China's economic goals are set dizzyingly high

China's economic goals are breathtakingly high. To achieve senior leader Deng Xiaoping's goal of catching up with developed countries as quickly as possible, the Chinese per capita gross national product would have to increase at least 5.5 percent a year between now and the year 2050, according to a recent World Bank report.

This is because, in purchasing power, China's GNP today is 10 times smaller than that of developed countries, which will keep on growing by 2 to 3 percent a year.

Yet, as a World Bank team headed by Edwin Lim points out, only two non-oil-producing countries expanded per capita GNP by more than 5 percent between 1960 and 1982: South Korea (6.6 percnt) and Greece (5.2 percent.) And only one country has caught up to Western nations: Japan. Brazil and Chile have slowed down, and the Soviet Union's per capita GNP remains only half that of the US.

The World Bank avoids predictions in a country as vast and unpredictable as China. But it does note the encouraging sign that, between 1952 and 1982, per capita income jumped at least 4 percent a year, despite high population growth.

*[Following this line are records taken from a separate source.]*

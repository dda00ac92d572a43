//! Configuration resolution and path discovery.
//!
//! Resolution order: CLI arguments → environment variables → XDG paths → defaults.

use std::path::{Path, PathBuf};

/// Discovered configuration file paths.
#[derive(Debug, Clone, Default)]
pub struct ConfigPaths {
    /// Path to the model parameter file (or None if not found).
    pub params: Option<PathBuf>,

    /// Path to the run configuration (or None if not found).
    pub run: Option<PathBuf>,

    /// Source of the parameter file (for diagnostics).
    pub params_source: ConfigSource,

    /// Source of the run configuration (for diagnostics).
    pub run_source: ConfigSource,
}

/// Where a configuration file was found.
#[derive(Debug, Clone, Copy, Default, PartialEq, Eq)]
pub enum ConfigSource {
    /// Explicitly provided via CLI argument.
    CliArgument,

    /// Set via environment variable.
    Environment,

    /// Found in XDG config directory.
    XdgConfig,

    /// Using built-in defaults.
    #[default]
    BuiltinDefault,
}

impl std::fmt::Display for ConfigSource {
    fn fmt(&self, f: &mut std::fmt::Formatter<'_>) -> std::fmt::Result {
        match self {
            ConfigSource::CliArgument => write!(f, "CLI argument"),
            ConfigSource::Environment => write!(f, "environment variable"),
            ConfigSource::XdgConfig => write!(f, "XDG config"),
            ConfigSource::BuiltinDefault => write!(f, "builtin default"),
        }
    }
}

/// Environment variable names.
pub const ENV_PARAMS_PATH: &str = "PPM_PARAMS";
pub const ENV_RUN_CONFIG_PATH: &str = "PPM_RUN_CONFIG";
pub const ENV_CONFIG_DIR: &str = "PPM_CONFIG_DIR";

/// Standard config file names, in lookup order.
const PARAMS_FILENAMES: &[&str] = &["params.json"];
const RUN_FILENAMES: &[&str] = &["run.toml", "run.yaml", "run.yml", "run.json"];

/// Application name for XDG directories.
const APP_NAME: &str = "ppm";

/// Resolve configuration paths using the standard resolution order.
///
/// Resolution order for each config file:
/// 1. Explicit CLI path (used even if it does not exist, so the load
///    reports the missing file)
/// 2. Environment variable (PPM_PARAMS, PPM_RUN_CONFIG)
/// 3. PPM_CONFIG_DIR environment variable + filename
/// 4. XDG config directory (~/.config/ppm/)
/// 5. Built-in defaults (None)
pub fn resolve_config(cli_params: Option<&Path>, cli_run: Option<&Path>) -> ConfigPaths {
    let (params, params_source) =
        resolve_single_config(cli_params, ENV_PARAMS_PATH, PARAMS_FILENAMES);
    let (run, run_source) = resolve_single_config(cli_run, ENV_RUN_CONFIG_PATH, RUN_FILENAMES);
    ConfigPaths {
        params,
        run,
        params_source,
        run_source,
    }
}

fn resolve_single_config(
    cli_path: Option<&Path>,
    env_var: &str,
    filenames: &[&str],
) -> (Option<PathBuf>, ConfigSource) {
    // 1. CLI argument
    if let Some(path) = cli_path {
        return (Some(path.to_path_buf()), ConfigSource::CliArgument);
    }

    // 2. Environment variable (direct path)
    if let Ok(env_path) = std::env::var(env_var) {
        let path = PathBuf::from(env_path);
        if path.exists() {
            return (Some(path), ConfigSource::Environment);
        }
    }

    // 3. Environment variable (config dir)
    if let Ok(config_dir) = std::env::var(ENV_CONFIG_DIR) {
        if let Some(path) = first_existing(Path::new(&config_dir), filenames) {
            return (Some(path), ConfigSource::Environment);
        }
    }

    // 4. XDG config directory
    if let Some(dir) = xdg_config_dir() {
        if let Some(path) = first_existing(&dir, filenames) {
            return (Some(path), ConfigSource::XdgConfig);
        }
    }

    // 5. Built-in default (None)
    (None, ConfigSource::BuiltinDefault)
}

fn first_existing(dir: &Path, filenames: &[&str]) -> Option<PathBuf> {
    filenames
        .iter()
        .map(|name| dir.join(name))
        .find(|path| path.exists())
}

/// Get the XDG config directory for ppm.
pub fn xdg_config_dir() -> Option<PathBuf> {
    dirs::config_dir().map(|d| d.join(APP_NAME))
}

#[cfg(test)]
mod tests {
    use super::*;

    #[test]
    fn test_config_source_display() {
        assert_eq!(format!("{}", ConfigSource::CliArgument), "CLI argument");
        assert_eq!(
            format!("{}", ConfigSource::Environment),
            "environment variable"
        );
        assert_eq!(format!("{}", ConfigSource::XdgConfig), "XDG config");
        assert_eq!(format!("{}", ConfigSource::BuiltinDefault), "builtin default");
    }

    #[test]
    fn test_cli_path_wins() {
        let paths = resolve_config(
            Some(Path::new("/nonexistent/params.json")),
            Some(Path::new("/nonexistent/run.toml")),
        );
        assert_eq!(paths.params_source, ConfigSource::CliArgument);
        assert_eq!(paths.run_source, ConfigSource::CliArgument);
        assert_eq!(
            paths.params.as_deref(),
            Some(Path::new("/nonexistent/params.json"))
        );
    }

    #[test]
    fn test_first_existing_respects_order() {
        let dir = tempfile::tempdir().unwrap();
        std::fs::write(dir.path().join("run.json"), "{}").unwrap();
        std::fs::write(dir.path().join("run.yaml"), "{}").unwrap();
        let found = first_existing(dir.path(), RUN_FILENAMES).unwrap();
        assert_eq!(found, dir.path().join("run.yaml"));
        assert!(first_existing(dir.path(), PARAMS_FILENAMES).is_none());
    }
}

Since Deng's reforms began in 1979, per capita income has grown 6.8 percent a year.

Industrial growth itself raced ahead so fast in the first half of 1985 (23.1 percent), that officials have had to slow it down to a mere 16.9 percent to avoid undue strain on energy and other resources, according to Chinese newspapers.

The overriding, unanswered political question: Will Deng make his reforms stick -- or will left-wing critics undo them after he leaves the scene?